Saved data entries:
//! The compiled-in chain descriptor table and its lookup accessor.
//!
//! The table is built exactly once behind [`LazyLock`] and never mutated,
//! so lookups hand out `&'static` shared views that are safe to read from
//! any number of threads without synchronization.
//!
//! Dataset lineage follows <https://github.com/ethereum-lists/chains> for
//! the metadata fields; token, DEX and gas-pump addresses come from the
//! respective deployments.

use std::sync::LazyLock;

use alloy::primitives::{Address, address};

use crate::error::Error;
use crate::networks::Network;
use crate::types::{
    ChainData, Dex, DexName, Explorer, NativeCurrency, NetworkTag, Token, TokenSymbol,
};

/// VTHO energy contract; the same built-in address on every network.
const VTHO: Address = address!("0000000000000000000000000000456e65726779");

/// B3TR contract on mainnet.
const B3TR_MAINNET: Address = address!("5ef79995fe8a89e0812330e4378eb2660cede699");

/// B3TR contract on testnet.
const B3TR_TESTNET: Address = address!("bf64cf86894ee0877c4e7d03936e35ee8d8b864f");

fn native_currency() -> NativeCurrency {
    NativeCurrency {
        name: "VeChain".to_owned(),
        symbol: "VET".to_owned(),
        decimals: 18,
    }
}

/// Token whitelist for one network. VET is the native coin and carries the
/// all-zero address sentinel.
fn tokens(b3tr: Address) -> Vec<Token> {
    vec![
        Token {
            symbol: TokenSymbol::Vet,
            name: "VeChain".to_owned(),
            address: Address::ZERO,
            decimals: 18,
        },
        Token {
            symbol: TokenSymbol::Vtho,
            name: "VeThor".to_owned(),
            address: VTHO,
            decimals: 18,
        },
        Token {
            symbol: TokenSymbol::B3tr,
            name: "B3TR".to_owned(),
            address: b3tr,
            decimals: 18,
        },
    ]
}

static MAINNET: LazyLock<ChainData> = LazyLock::new(|| ChainData {
    name: "VeChain".to_owned(),
    chain: "VeChain".to_owned(),
    network: NetworkTag::Main,
    rpc: vec![
        "https://mainnet.veblocks.net".to_owned(),
        "https://mainnetc2.vechain.network".to_owned(),
        "https://mainnetc1.vechain.network".to_owned(),
    ],
    faucets: Vec::new(),
    native_currency: native_currency(),
    info_url: "https://vechain.org".to_owned(),
    short_name: "vechain".to_owned(),
    chain_id: Network::Mainnet.chain_id(),
    network_id: Network::Mainnet.chain_id(),
    icon: None,
    explorers: vec![
        Explorer {
            name: "VeChain Stats".to_owned(),
            url: "https://vechainstats.com".to_owned(),
            icon: None,
            standard: "none".to_owned(),
        },
        Explorer {
            name: "VeChain Explorer".to_owned(),
            url: "https://explore.vechain.org".to_owned(),
            icon: None,
            standard: "none".to_owned(),
        },
    ],
    tokens: tokens(B3TR_MAINNET),
    dexs: vec![
        Dex {
            name: DexName::Verocket,
            weth: address!("45429a2255e7248e57fce99e7239aed3f84b7a53"),
            router_v2: address!("576da7124c7bb65a692d95848276367e5a844d95"),
            pair_weth_vtho: address!("29a996b0ebb7a77023d091c9f2ca34646bea6ede"),
            pair_weth_b3tr: Some(address!("b2e4fc26e1ce8bd223559b4e82c4c136c4051277")),
        },
        Dex {
            name: DexName::Vexchange,
            weth: address!("d8ccdd85abdbf68dfec95f06c973e87b1b5a9997"),
            router_v2: address!("6c0a6e1d922e0e63901301573370b932ae20dadb"),
            pair_weth_vtho: address!("2b6fc877ff5535b50f6c3e068bb436b16ec76fc5"),
            // B3TR-WETH is not deployed on Vexchange.
            pair_weth_b3tr: None,
        },
    ],
    vex_wrapper: address!("3c3847a92b57a3163d26cc2eb22f53b33baa34d8"),
    gas_pump: address!("ff3c6dabd0dcaf77363d59fdbc52939073f88014"),
    // Fee delegation has not launched on mainnet yet.
    delegate_tx_endpoint: String::new(),
});

static TESTNET: LazyLock<ChainData> = LazyLock::new(|| ChainData {
    name: "VeChain Testnet".to_owned(),
    chain: "VeChain".to_owned(),
    network: NetworkTag::Test,
    rpc: vec![
        "https://testnet.veblocks.net".to_owned(),
        "https://vethor-node-test.vechaindev.com".to_owned(),
        "https://testnetc1.vechain.network".to_owned(),
    ],
    faucets: vec!["https://faucet.vecha.in".to_owned()],
    native_currency: native_currency(),
    info_url: "https://vechain.org".to_owned(),
    short_name: "vechain-testnet".to_owned(),
    chain_id: Network::Testnet.chain_id(),
    network_id: Network::Testnet.chain_id(),
    icon: None,
    explorers: vec![Explorer {
        name: "VeChain Explorer".to_owned(),
        url: "https://explore-testnet.vechain.org".to_owned(),
        icon: None,
        standard: "none".to_owned(),
    }],
    tokens: tokens(B3TR_TESTNET),
    dexs: vec![
        Dex {
            name: DexName::Verocket,
            weth: address!("86fb5343bbecffc86185c023a2a6ccc76fc0afd8"),
            router_v2: address!("91e42759290239a62ac757cf85bb5b74ace57927"),
            pair_weth_vtho: address!("1e5e9a6540b15a3efa8d4e8fadb82cc8e0e167ca"),
            pair_weth_b3tr: None,
        },
        Dex {
            name: DexName::Vexchange,
            weth: address!("93e5fa8011612fab061ef58cbab9262d2e76407b"),
            router_v2: address!("01d6b50b31c18d7f81ede43935cadf79901b0ea0"),
            pair_weth_vtho: address!("68139e121b1884c5055325d4bdc6ae7c9b000bd0"),
            pair_weth_b3tr: None,
        },
    ],
    vex_wrapper: address!("0bb72c2423cff281e9e7aa49b0ebb3a2d3280603"),
    gas_pump: address!("b9704e77504333774df3d84f01a984d1c5dc1b34"),
    delegate_tx_endpoint: "https://handletxsignature-3co32ksh6a-uc.a.run.app".to_owned(),
});

/// The devnet record is the testnet record with only the chain IDs and the
/// delegation endpoint overridden; everything on-chain is inherited
/// verbatim. A construction-time copy, not a live link.
static DEVNET: LazyLock<ChainData> = LazyLock::new(|| ChainData {
    chain_id: Network::Devnet.chain_id(),
    network_id: Network::Devnet.chain_id(),
    delegate_tx_endpoint: "http://127.0.0.1:5001/gaspumpdev/us-central1/handletxsignature"
        .to_owned(),
    ..(*TESTNET).clone()
});

/// Returns the descriptor record for a network.
pub(crate) fn chain_data(network: Network) -> &'static ChainData {
    match network {
        Network::Mainnet => &MAINNET,
        Network::Testnet => &TESTNET,
        Network::Devnet => &DEVNET,
    }
}

/// Look up the full descriptor record for a chain ID.
///
/// # Errors
///
/// Returns [`Error::UnknownChain`] if `chain_id` is not one of the three
/// known VeChain chain IDs. Unknown IDs are never mapped to a default
/// record: handing out another network's contract addresses would be a
/// financial-safety hazard.
pub fn get_chain_data(chain_id: u64) -> Result<&'static ChainData, Error> {
    Network::from_chain_id(chain_id)
        .map(chain_data)
        .ok_or(Error::UnknownChain(chain_id))
}

#[cfg(test)]
mod tests {
    use std::collections::HashSet;

    use super::*;

    #[test]
    fn every_known_chain_id_resolves_to_its_own_record() {
        for network in Network::ALL {
            let id = network.chain_id();
            let chain = get_chain_data(id).unwrap();
            assert_eq!(chain.chain_id, id);
            assert_eq!(chain.network_id, id);
        }
    }

    #[test]
    fn unknown_chain_ids_fail_loudly() {
        for id in [0, 1, 74, 100_008, 100_012] {
            assert_eq!(get_chain_data(id), Err(Error::UnknownChain(id)));
        }
    }

    #[test]
    fn lookups_are_idempotent_and_share_the_same_record() {
        let first = get_chain_data(100_009).unwrap();
        let second = get_chain_data(100_009).unwrap();
        assert!(std::ptr::eq(first, second));
        assert_eq!(first, second);
    }

    #[test]
    fn token_symbols_are_unique_within_each_chain() {
        for network in Network::ALL {
            let chain = network.data();
            let symbols: HashSet<_> = chain.tokens.iter().map(|t| t.symbol).collect();
            assert_eq!(
                symbols.len(),
                chain.tokens.len(),
                "duplicate token symbol on chain {}",
                chain.chain_id
            );
        }
    }

    #[test]
    fn only_the_native_coin_uses_the_zero_address_sentinel() {
        for network in Network::ALL {
            let chain = network.data();
            for token in &chain.tokens {
                assert_eq!(token.is_native(), token.symbol == TokenSymbol::Vet);
            }
        }
    }

    #[test]
    fn devnet_inherits_everything_from_testnet_except_ids_and_endpoint() {
        let test = Network::Testnet.data();
        let dev = Network::Devnet.data();

        assert_eq!(dev.name, test.name);
        assert_eq!(dev.chain, test.chain);
        assert_eq!(dev.network, test.network);
        assert_eq!(dev.rpc, test.rpc);
        assert_eq!(dev.faucets, test.faucets);
        assert_eq!(dev.native_currency, test.native_currency);
        assert_eq!(dev.info_url, test.info_url);
        assert_eq!(dev.short_name, test.short_name);
        assert_eq!(dev.icon, test.icon);
        assert_eq!(dev.explorers, test.explorers);
        assert_eq!(dev.tokens, test.tokens);
        assert_eq!(dev.dexs, test.dexs);
        assert_eq!(dev.vex_wrapper, test.vex_wrapper);
        assert_eq!(dev.gas_pump, test.gas_pump);

        assert_eq!(dev.chain_id, 100_011);
        assert_eq!(dev.network_id, 100_011);
        assert_ne!(dev.delegate_tx_endpoint, test.delegate_tx_endpoint);
    }

    #[test]
    fn mainnet_verocket_router_matches_the_deployed_contract() {
        let chain = get_chain_data(100_009).unwrap();
        let dex = chain.dex(DexName::Verocket).unwrap();
        // Address equality is byte-wise, so mixed-case input compares equal.
        assert_eq!(
            dex.router_v2,
            "0x576DA7124C7BB65A692D95848276367E5A844D95"
                .parse::<Address>()
                .unwrap()
        );
    }

    #[test]
    fn delegation_availability_is_read_from_the_record() {
        assert!(!get_chain_data(100_009).unwrap().delegate_tx_enabled());
        let test = get_chain_data(100_010).unwrap();
        assert!(test.delegate_tx_enabled());
        assert!(test.delegate_tx_endpoint.starts_with("https://"));
        assert!(get_chain_data(100_011).unwrap().delegate_tx_enabled());
    }

    #[test]
    fn rpc_lists_keep_insertion_order() {
        let chain = get_chain_data(100_009).unwrap();
        assert_eq!(chain.preferred_rpc(), "https://mainnet.veblocks.net");
        assert_eq!(chain.rpc.len(), 3);
        assert_eq!(chain.explorers[0].name, "VeChain Stats");
    }

    #[test]
    fn b3tr_pair_exists_only_on_mainnet_verocket() {
        for network in Network::ALL {
            let chain = network.data();
            for dex in &chain.dexs {
                let expected =
                    *network == Network::Mainnet && dex.name == DexName::Verocket;
                assert_eq!(dex.pair_weth_b3tr.is_some(), expected);
            }
        }
    }
}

**TASK DETAILS:**
Give back exactly the lines from the first line of the records through the line holding "contract on testnet.", including both of those lines and leaving out all others.

**EXERCISE SOLUTION:**
//! The compiled-in chain descriptor table and its lookup accessor.
//!
//! The table is built exactly once behind [`LazyLock`] and never mutated,
//! so lookups hand out `&'static` shared views that are safe to read from
//! any number of threads without synchronization.
//!
//! Dataset lineage follows <https://github.com/ethereum-lists/chains> for
//! the metadata fields; token, DEX and gas-pump addresses come from the
//! respective deployments.

use std::sync::LazyLock;

use alloy::primitives::{Address, address};

use crate::error::Error;
use crate::networks::Network;
use crate::types::{
    ChainData, Dex, DexName, Explorer, NativeCurrency, NetworkTag, Token, TokenSymbol,
};

/// VTHO energy contract; the same built-in address on every network.
const VTHO: Address = address!("0000000000000000000000000000456e65726779");

/// B3TR contract on mainnet.
const B3TR_MAINNET: Address = address!("5ef79995fe8a89e0812330e4378eb2660cede699");

/// B3TR contract on testnet.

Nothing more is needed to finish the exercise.